(Beginning of Data under study)

//! The proximity engine: registry in, relationships out.
//!
//! No spatial index. At tens of players a linear scan per update is cheaper
//! than keeping an index in sync, and it makes the exact-threshold rule
//! trivial to get right.

use std::collections::BTreeSet;
use std::sync::Arc;

use plaza_protocol::{PlayerId, Position};
use plaza_registry::PlayerRegistry;

use crate::{PeerPair, ProximityConfig, Relationship, Zone, ZoneError, ZoneTable};

/// The rule in force for this world.
#[derive(Debug, Clone)]
pub enum ProximityStrategy {
    /// Pair players strictly closer than `threshold`.
    Pairwise { threshold: f64 },
    /// Put players into the zone they stand in.
    Zones(Arc<ZoneTable>),
}

/// Strictly-less-than distance test with a symmetric result.
///
/// The two endpoints are put in id order before any arithmetic, so asking
/// "is B near A" runs the exact same float operations as "is A near B".
pub fn within(a: (PlayerId, Position), b: (PlayerId, Position), threshold: f64) -> bool {
    let (p, q) = if a.0 <= b.0 { (a.1, b.1) } else { (b.1, a.1) };
    (p.x - q.x).hypot(p.y - q.y) < threshold
}

/// Computes relationships from the current registry state.
#[derive(Debug, Clone)]
pub struct ProximityEngine {
    strategy: ProximityStrategy,
}

impl ProximityEngine {
    pub fn pairwise(threshold: f64) -> Self {
        Self {
            strategy: ProximityStrategy::Pairwise { threshold },
        }
    }

    pub fn zones(table: ZoneTable) -> Self {
        Self {
            strategy: ProximityStrategy::Zones(Arc::new(table)),
        }
    }

    /// Builds the engine a deployment asked for, loading the map if needed.
    ///
    /// # Errors
    /// Any [`ZoneError`] from reading or parsing the map.
    pub fn from_config(config: &ProximityConfig) -> Result<Self, ZoneError> {
        match config.clone().validated() {
            ProximityConfig::Pairwise { threshold } => Ok(Self::pairwise(threshold)),
            ProximityConfig::Zones {
                map_path,
                room_property,
            } => Ok(Self::zones(ZoneTable::load(map_path, &room_property)?)),
        }
    }

    pub fn strategy(&self) -> &ProximityStrategy {
        &self.strategy
    }

    /// Other players strictly within the call radius of `player`.
    ///
    /// Empty under the zone strategy, or if `player` is not registered.
    pub fn neighbors(&self, player: PlayerId, registry: &PlayerRegistry) -> BTreeSet<PlayerId> {
        let ProximityStrategy::Pairwise { threshold } = self.strategy else {
            return BTreeSet::new();
        };
        let Some(me) = registry.get(player) else {
            return BTreeSet::new();
        };
        registry
            .iter()
            .filter(|other| other.id != player)
            .filter(|other| within((me.id, me.position), (other.id, other.position), threshold))
            .map(|other| other.id)
            .collect()
    }

    /// The zone containing `pos`, first-loaded-wins. Always `None` under
    /// the pairwise strategy.
    pub fn zone_for(&self, pos: Position) -> Option<&Zone> {
        match &self.strategy {
            ProximityStrategy::Zones(table) => table.zone_for(pos),
            ProximityStrategy::Pairwise { .. } => None,
        }
    }

    /// Every relationship currently true that involves `player`.
    pub fn relationships_for(
        &self,
        player: PlayerId,
        registry: &PlayerRegistry,
    ) -> BTreeSet<Relationship> {
        match &self.strategy {
            ProximityStrategy::Pairwise { .. } => self
                .neighbors(player, registry)
                .into_iter()
                .filter_map(|other| PeerPair::new(player, other))
                .map(Relationship::Pair)
                .collect(),
            ProximityStrategy::Zones(_) => registry
                .get(player)
                .and_then(|p| self.zone_for(p.position))
                .map(|zone| zone_relationship(player, zone))
                .into_iter()
                .collect(),
        }
    }

    /// Every relationship currently true in the whole world.
    ///
    /// Each unordered pair is measured once.
    pub fn relationships(&self, registry: &PlayerRegistry) -> BTreeSet<Relationship> {
        match &self.strategy {
            ProximityStrategy::Pairwise { threshold } => {
                let players: Vec<_> = registry.iter().collect();
                let mut out = BTreeSet::new();
                for (i, a) in players.iter().enumerate() {
                    for b in &players[i + 1..] {
                        if within((a.id, a.position), (b.id, b.position), *threshold) {
                            if let Some(pair) = PeerPair::new(a.id, b.id) {
                                out.insert(Relationship::Pair(pair));
                            }
                        }
                    }
                }
                out
            }
            ProximityStrategy::Zones(table) => registry
                .iter()
                .filter_map(|p| table.zone_for(p.position).map(|z| zone_relationship(p.id, z)))
                .collect(),
        }
    }
}

fn zone_relationship(player: PlayerId, zone: &Zone) -> Relationship {
    Relationship::Zone {
        player,
        zone: zone.id.clone(),
        room: zone.room.clone(),
    }
}
//! Unified error type for Plaza.

use plaza_protocol::ProtocolError;
use plaza_transport::TransportError;
use plaza_world::WorldError;

/// Top-level error that wraps all crate-specific errors.
///
/// The `#[from]` attribute on each variant generates the `From` impls, so
/// `?` converts layer errors automatically. Registry and zone failures
/// reach this level inside [`WorldError`].
#[derive(Debug, thiserror::Error)]
pub enum PlazaError {
    /// Listener, handshake, send or receive failure.
    #[error(transparent)]
    Transport(#[from] TransportError),

    /// Encode, decode or field validation failure.
    #[error(transparent)]
    Protocol(#[from] ProtocolError),

    /// The world actor refused the request or is gone.
    #[error(transparent)]
    World(#[from] WorldError),
}

#[cfg(test)]
mod tests {
    use std::time::Duration;

    use super::*;
    use plaza_protocol::PlayerId;
    use plaza_registry::RegistryError;

    #[test]
    fn test_from_transport_error() {
        let err = TransportError::HandshakeTimeout(Duration::from_secs(3));
        let plaza_err: PlazaError = err.into();
        assert!(matches!(plaza_err, PlazaError::Transport(_)));
        assert!(plaza_err.to_string().contains("3s"));
    }

    #[test]
    fn test_from_protocol_error() {
        let err = ProtocolError::InvalidPayload("bad".into());
        let plaza_err: PlazaError = err.into();
        assert!(matches!(plaza_err, PlazaError::Protocol(_)));
    }

    #[test]
    fn test_from_world_error_keeps_registry_message() {
        let err = WorldError::from(RegistryError::DuplicateConnection(PlayerId(3)));
        let plaza_err: PlazaError = err.into();
        assert!(matches!(
            plaza_err,
            PlazaError::World(WorldError::Registry(_))
        ));
        assert!(plaza_err.to_string().contains("P-3"));
    }

    #[test]
    fn test_from_world_error() {
        let plaza_err: PlazaError = WorldError::Unavailable.into();
        assert!(matches!(plaza_err, PlazaError::World(_)));
    }
}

(End of Data under study)

What you should do:
Wherever "ProximityConfig" occurs in the records above, copy the line it sits in.

Reply:
use crate::{PeerPair, ProximityConfig, Relationship, Zone, ZoneError, ZoneTable};
    pub fn from_config(config: &ProximityConfig) -> Result<Self, ZoneError> {
            ProximityConfig::Pairwise { threshold } => Ok(Self::pairwise(threshold)),
            ProximityConfig::Zones {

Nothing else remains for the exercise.